**** Data excerpts

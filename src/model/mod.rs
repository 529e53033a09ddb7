pub mod admin;
pub mod api;
pub mod question;
pub mod score;
pub mod validate;
//! Checks on question payloads submitted through the admin API.
//!
//! Payload fields are deserialized loosely so that a value of the wrong shape
//! is reported as a validation failure naming the field, rather than as an
//! opaque JSON error.

use serde::Deserialize;
use serde_json::Value;
use thiserror::Error;

use super::question::{Answer, NewQuestion, QuestionPatch, QuestionType, DEFAULT_CATEGORY};

/// A question as submitted by the admin panel, before validation.
#[derive(Debug, Default, Clone, Deserialize)]
pub struct QuestionPayload {
    #[serde(rename = "type")]
    pub kind: Option<String>,
    pub question: Option<String>,
    pub options: Option<Value>,
    pub correct_answer: Option<Value>,
    pub category: Option<String>,
}

#[derive(Debug, Clone, PartialEq, Eq, Error)]
pub enum ValidationError {
    #[error("Field '{0}' is required")]
    MissingField(&'static str),
    #[error("Question type must be 'mcq' or 'tf', got '{0}'")]
    InvalidType(String),
    #[error("Options must be a non-empty list of strings")]
    InvalidOptions,
    #[error("Correct answer must be text, a number or a boolean")]
    InvalidAnswer,
}

/// Validate a payload for a brand-new question.
///
/// Required fields are checked first, then the shape of each field. An absent
/// `type` means `mcq` and an absent `category` means [`DEFAULT_CATEGORY`].
pub fn validate(payload: QuestionPayload) -> Result<NewQuestion, ValidationError> {
    let QuestionPayload {
        kind,
        question,
        options,
        correct_answer,
        category,
    } = payload;

    let question = question
        .filter(|q| !q.is_empty())
        .ok_or(ValidationError::MissingField("question"))?;
    let options = options
        .filter(|o| !is_blank(o))
        .ok_or(ValidationError::MissingField("options"))?;
    let correct_answer = correct_answer
        .filter(|a| !is_blank(a))
        .ok_or(ValidationError::MissingField("correct_answer"))?;

    Ok(NewQuestion {
        kind: kind.as_deref().map(parse_type).transpose()?.unwrap_or_default(),
        question,
        options: parse_options(options)?,
        correct_answer: parse_answer(correct_answer)?,
        category: category.unwrap_or_else(|| DEFAULT_CATEGORY.to_string()),
    })
}

/// Validate the fields present in a partial update.
///
/// An empty payload is a valid, empty patch.
pub fn validate_patch(payload: QuestionPayload) -> Result<QuestionPatch, ValidationError> {
    let QuestionPayload {
        kind,
        question,
        options,
        correct_answer,
        category,
    } = payload;

    if question.as_deref() == Some("") {
        return Err(ValidationError::MissingField("question"));
    }

    Ok(QuestionPatch {
        kind: kind.as_deref().map(parse_type).transpose()?,
        question,
        options: options.map(parse_options).transpose()?,
        correct_answer: correct_answer
            .map(|answer| {
                if is_blank(&answer) {
                    Err(ValidationError::MissingField("correct_answer"))
                } else {
                    parse_answer(answer)
                }
            })
            .transpose()?,
        category,
    })
}

/// Whether a value counts as "not provided": null, or an empty string, list or object.
fn is_blank(value: &Value) -> bool {
    match value {
        Value::Null => true,
        Value::String(s) => s.is_empty(),
        Value::Array(a) => a.is_empty(),
        Value::Object(o) => o.is_empty(),
        Value::Bool(_) | Value::Number(_) => false,
    }
}

fn parse_type(kind: &str) -> Result<QuestionType, ValidationError> {
    kind.parse().map_err(ValidationError::InvalidType)
}

fn parse_options(options: Value) -> Result<Vec<String>, ValidationError> {
    let Value::Array(items) = options else {
        return Err(ValidationError::InvalidOptions);
    };
    if items.is_empty() {
        return Err(ValidationError::InvalidOptions);
    }
    items
        .into_iter()
        .map(|item| match item {
            Value::String(s) => Ok(s),
            _ => Err(ValidationError::InvalidOptions),
        })
        .collect()
}

fn parse_answer(answer: Value) -> Result<Answer, ValidationError> {
    match answer {
        Value::String(s) => Ok(Answer::Text(s)),
        Value::Number(n) => n
            .as_i64()
            .map(Answer::Integer)
            .or_else(|| n.as_f64().map(Answer::Float))
            .ok_or(ValidationError::InvalidAnswer),
        Value::Bool(b) => Ok(Answer::Boolean(b)),
        _ => Err(ValidationError::InvalidAnswer),
    }
}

********

How many lines in the entries contain the string "Clone"? Give the number only.

▶ _Completed exercise_
2